[Stored items from a collection]
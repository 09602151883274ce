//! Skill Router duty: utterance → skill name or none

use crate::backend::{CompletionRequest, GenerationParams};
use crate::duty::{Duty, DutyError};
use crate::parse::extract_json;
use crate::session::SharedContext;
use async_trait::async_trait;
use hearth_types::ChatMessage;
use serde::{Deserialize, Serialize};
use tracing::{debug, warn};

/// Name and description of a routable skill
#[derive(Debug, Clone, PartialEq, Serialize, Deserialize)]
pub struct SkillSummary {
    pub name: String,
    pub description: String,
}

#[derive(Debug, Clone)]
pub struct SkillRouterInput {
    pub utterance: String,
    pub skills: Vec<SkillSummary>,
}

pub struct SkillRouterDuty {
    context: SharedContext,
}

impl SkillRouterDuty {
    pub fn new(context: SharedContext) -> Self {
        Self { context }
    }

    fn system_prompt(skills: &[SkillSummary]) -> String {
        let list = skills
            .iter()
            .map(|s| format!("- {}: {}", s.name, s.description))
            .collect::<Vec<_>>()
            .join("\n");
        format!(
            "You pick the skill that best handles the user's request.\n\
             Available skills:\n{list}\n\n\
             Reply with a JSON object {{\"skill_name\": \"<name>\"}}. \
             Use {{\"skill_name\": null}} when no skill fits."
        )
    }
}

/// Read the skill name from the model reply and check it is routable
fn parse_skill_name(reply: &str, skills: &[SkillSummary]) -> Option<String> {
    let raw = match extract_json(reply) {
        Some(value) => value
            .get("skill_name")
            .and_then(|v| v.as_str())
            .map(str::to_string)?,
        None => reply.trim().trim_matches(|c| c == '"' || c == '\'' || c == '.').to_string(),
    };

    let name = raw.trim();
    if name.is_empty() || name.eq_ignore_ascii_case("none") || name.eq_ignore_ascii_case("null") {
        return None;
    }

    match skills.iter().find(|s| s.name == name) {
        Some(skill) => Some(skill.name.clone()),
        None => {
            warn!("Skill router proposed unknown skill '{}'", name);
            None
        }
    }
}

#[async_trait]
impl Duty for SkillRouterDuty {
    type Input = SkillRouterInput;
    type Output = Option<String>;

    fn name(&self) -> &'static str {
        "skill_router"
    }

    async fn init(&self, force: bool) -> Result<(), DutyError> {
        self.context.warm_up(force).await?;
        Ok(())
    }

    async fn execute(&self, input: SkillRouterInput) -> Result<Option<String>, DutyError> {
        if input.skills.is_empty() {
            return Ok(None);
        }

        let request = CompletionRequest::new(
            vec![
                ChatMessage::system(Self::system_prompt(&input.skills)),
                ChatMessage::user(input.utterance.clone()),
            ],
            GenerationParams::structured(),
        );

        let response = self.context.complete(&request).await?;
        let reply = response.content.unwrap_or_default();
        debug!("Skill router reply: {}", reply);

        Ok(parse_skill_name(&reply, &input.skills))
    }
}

Required work
Exactly as written, transcribe every line shown above.

Answer for this exercise
repository 09602151883274ce
//! Skill Router duty: utterance → skill name or none

use crate::backend::{CompletionRequest, GenerationParams};
use crate::duty::{Duty, DutyError};
use crate::parse::extract_json;
use crate::session::SharedContext;
use async_trait::async_trait;
use hearth_types::ChatMessage;
use serde::{Deserialize, Serialize};
use tracing::{debug, warn};

/// Name and description of a routable skill
#[derive(Debug, Clone, PartialEq, Serialize, Deserialize)]
pub struct SkillSummary {
    pub name: String,
    pub description: String,
}

#[derive(Debug, Clone)]
pub struct SkillRouterInput {
    pub utterance: String,
    pub skills: Vec<SkillSummary>,
}

pub struct SkillRouterDuty {
    context: SharedContext,
}

impl SkillRouterDuty {
    pub fn new(context: SharedContext) -> Self {
        Self { context }
    }

    fn system_prompt(skills: &[SkillSummary]) -> String {
        let list = skills
            .iter()
            .map(|s| format!("- {}: {}", s.name, s.description))
            .collect::<Vec<_>>()
            .join("\n");
        format!(
            "You pick the skill that best handles the user's request.\n\
             Available skills:\n{list}\n\n\
             Reply with a JSON object {{\"skill_name\": \"<name>\"}}. \
             Use {{\"skill_name\": null}} when no skill fits."
        )
    }
}

/// Read the skill name from the model reply and check it is routable
fn parse_skill_name(reply: &str, skills: &[SkillSummary]) -> Option<String> {
    let raw = match extract_json(reply) {
        Some(value) => value
            .get("skill_name")
            .and_then(|v| v.as_str())
            .map(str::to_string)?,
        None => reply.trim().trim_matches(|c| c == '"' || c == '\'' || c == '.').to_string(),
    };

    let name = raw.trim();
    if name.is_empty() || name.eq_ignore_ascii_case("none") || name.eq_ignore_ascii_case("null") {
        return None;
    }

    match skills.iter().find(|s| s.name == name) {
        Some(skill) => Some(skill.name.clone()),
        None => {
            warn!("Skill router proposed unknown skill '{}'", name);
            None
        }
    }
}

#[async_trait]
impl Duty for SkillRouterDuty {
    type Input = SkillRouterInput;
    type Output = Option<String>;

    fn name(&self) -> &'static str {
        "skill_router"
    }

    async fn init(&self, force: bool) -> Result<(), DutyError> {
        self.context.warm_up(force).await?;
        Ok(())
    }

    async fn execute(&self, input: SkillRouterInput) -> Result<Option<String>, DutyError> {
        if input.skills.is_empty() {
            return Ok(None);
        }

        let request = CompletionRequest::new(
            vec![
                ChatMessage::system(Self::system_prompt(&input.skills)),
                ChatMessage::user(input.utterance.clone()),
            ],
            GenerationParams::structured(),
        );

        let response = self.context.complete(&request).await?;
        let reply = response.content.unwrap_or_default();
        debug!("Skill router reply: {}", reply);

        Ok(parse_skill_name(&reply, &input.skills))
    }
}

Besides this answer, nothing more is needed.